• L'attente de l'aveugle

    Il n’a pas de chance : depuis qu’il est sorti du ventre de sa mère, il n’a jamais vu la lumière du soleil. De la source que les autres appellent « l’astre diurne », il ne capte que la chaleur. Il n’a aucune idée de ce qu’est le clair de lune. Il ne sait pas ce que veut dire le bleu de la mer, ni le rouge du sang, ni le blanc du lys.

    Privé de la vue, que peut-il faire pour gagner sa vie ? Rien du tout.

    Comme ses parents ne sont pas des gens aisés, il obtient sa pitance grâce à ce que les autres veulent bien lui donner. Alors, il y a des jours où il mange à sa faim. Et d’autres jours, non.

    Dans l’immédiat, matin et soir, il attend que son écuelle se remplisse.

    Attend-t-il quelque chose d’autre de la vie ?

    Depuis plusieurs décennies, ses yeux sont voilés par une épaisse obscurité.

    Est-il concevable cette obscurité disparaisse un jour ?

    Attend-t-il le moment où il pourra marcher sans trébucher, sans avoir besoin des yeux de quelqu’un d’autre ?

    Dans sa langue maternelle, il entend dire autour de lui, surtout à la première pleine lune du printemps :

    וְאֶת־הַמִּשְׁכָּ֥ן תַּעֲשֶׂ֖ה עֶ֣שֶׂר יְרִיעֹ֑ת שֵׁ֣שׁ מָשְׁזָ֗ר וּתְכֵ֤לֶת וְאַרְגָּמָן֙ וְתֹלַ֣עַת שָׁנִ֔י כְּרֻבִ֛ים מַעֲשֵׂ֥ה חֹשֵׁ֖ב תַּעֲשֶׂ֥ה אֹתָֽם

    שְׁמוֹת כו : א

     

    Pour la demeure, tu feras dix tentures de lin tors, de pourpre violette, de pourpre rouge, d’écarlate de cochenille, tu feras des chérubins artistement travaillés.

    Exode. Chapitre 26. Verset 1

     

    Ces mots concernent la Sortie d’Égypte, que ses ancêtres ont vécue quinze siècles auparavant. Il s’agit d’une instruction qui précise les modalités pour représenter au sein du peuple fraîchement libéré la présence de son Libérateur. La « demeure » nommée est donc une demeure sacrée, qui préfigure le Temple qui sera élevé à Jérusalem.

    L’aveugle-né connaît bien ce texte, car il lui a été lu maintes et maintes fois, à voix haute. Mais l’homme malchanceux n’a jamais vu le dessin des lettres, et pour cause. Il entend les exigences du sacré en matière de couleur : la prescription parle clairement de pourpre violette ( תְכֵ֤לֶת ) et de pourpre rouge ( אַרְגָּמָן֙ ).

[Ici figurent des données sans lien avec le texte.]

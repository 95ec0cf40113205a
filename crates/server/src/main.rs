use std::net::SocketAddr;
use std::path::PathBuf;
use std::sync::Arc;

use anyhow::{Context, Result};
use tokio::signal;
use tracing::{error, info};
use tracing_subscriber::{layer::SubscriberExt, util::SubscriberInitExt};

use screenmatch_core::{load_config, validate_config, SeriesCatalog, SqliteSeriesCatalog};
use screenmatch_server::api::create_router;
use screenmatch_server::state::AppState;

#[tokio::main]
async fn main() {
    if let Err(e) = run().await {
        error!("Fatal error: {:#}", e);
        std::process::exit(1);
    }
}

async fn run() -> Result<()> {
    // Initialize logging
    tracing_subscriber::registry()
        .with(
            tracing_subscriber::EnvFilter::try_from_default_env()
                .unwrap_or_else(|_| "info,tower_http=debug".into()),
        )
        .with(tracing_subscriber::fmt::layer())
        .init();

    // Determine config path
    let config_path = std::env::var("SCREENMATCH_CONFIG")
        .map(PathBuf::from)
        .unwrap_or_else(|_| PathBuf::from("config.toml"));

    // Load configuration
    info!("Loading configuration from {:?}", config_path);
    let config = load_config(&config_path)
        .with_context(|| format!("Failed to load config from {:?}", config_path))?;

    // Validate configuration
    validate_config(&config).context("Configuration validation failed")?;

    info!("Configuration loaded successfully");
    info!("Database path: {:?}", config.database.path);
    info!("CORS origins: {:?}", config.cors.allowed_origins);

    // Open the series catalog
    let catalog: Arc<dyn SeriesCatalog> = Arc::new(
        SqliteSeriesCatalog::new(&config.database.path)
            .context("Failed to open series catalog")?,
    );
    let stats = catalog.stats().context("Failed to read catalog stats")?;
    info!(
        "Series catalog initialized ({} series, {} episodes)",
        stats.total_series, stats.total_episodes
    );

    // Create app state
    let addr = SocketAddr::new(config.server.host, config.server.port);
    let state = Arc::new(AppState::new(config, catalog));

    // Create router
    let app = create_router(state);

    // Start server
    info!("Starting server on {}", addr);

    let listener = tokio::net::TcpListener::bind(addr)
        .await
        .with_context(|| format!("Failed to bind to {}", addr))?;

    // Run server with graceful shutdown
    axum::serve(listener, app)
        .with_graceful_shutdown(shutdown_signal())
        .await
        .context("Server error")?;

    info!("Server shut down");
    Ok(())
}

/// Wait for shutdown signal (Ctrl+C or SIGTERM)
async fn shutdown_signal() {
    let ctrl_c = async {
        if let Err(e) = signal::ctrl_c().await {
            error!("Failed to install Ctrl+C handler: {}", e);
            std::future::pending::<()>().await;
        }
    };

    #[cfg(unix)]
    let terminate = async {
        match signal::unix::signal(signal::unix::SignalKind::terminate()) {
            Ok(mut sigterm) => {
                sigterm.recv().await;
            }
            Err(e) => {
                error!("Failed to install SIGTERM handler: {}", e);
                std::future::pending::<()>().await;
            }
        }
    };

    #[cfg(not(unix))]
    let terminate = std::future::pending::<()>();

    tokio::select! {
        _ = ctrl_c => {},
        _ = terminate => {},
    }
}
pub mod catalog;
pub mod config;
pub mod external_catalog;
pub mod ingest;
pub mod metrics;
pub mod testing;
pub mod translation;

pub use catalog::{
    Category, CategoryError, CatalogError, Episode, EpisodeDetailDto, EpisodeDto, NewEpisode,
    NewSeries, Series, SeriesCatalog, SeriesDto, SqliteSeriesCatalog, TOP_LIMIT,
};
pub use config::{
    load_config, load_config_from_str, validate_config, Config, ConfigError, SanitizedConfig,
};
pub use external_catalog::{ExternalCatalog, ExternalCatalogError, OmdbClient, OmdbConfig};
pub use ingest::{IngestError, SeriesIngestor};
pub use translation::{MyMemoryConfig, MyMemoryTranslator, TranslationError, Translator};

    L’aveugle de naissance n’a jamais vu de pourpre. Comment pourrait-il se représenter une pourpre violette (ou rouge) ? Comment apprécier la nuance supplémentaire quand on a aucune idée de ce qu’est la tonalité commune ?

    La richesse du langage échappe à celui qui est privé de la vue depuis qu’il est né.

    Est-il permis de ne pas se sentir concerné par ce drame personnel ? Nombreux sont ceux qui passent par là sans que leur conscience en soit troublée.

    De toutes façons, personne ne peut faire disparaître l’infirmité profonde et chronique.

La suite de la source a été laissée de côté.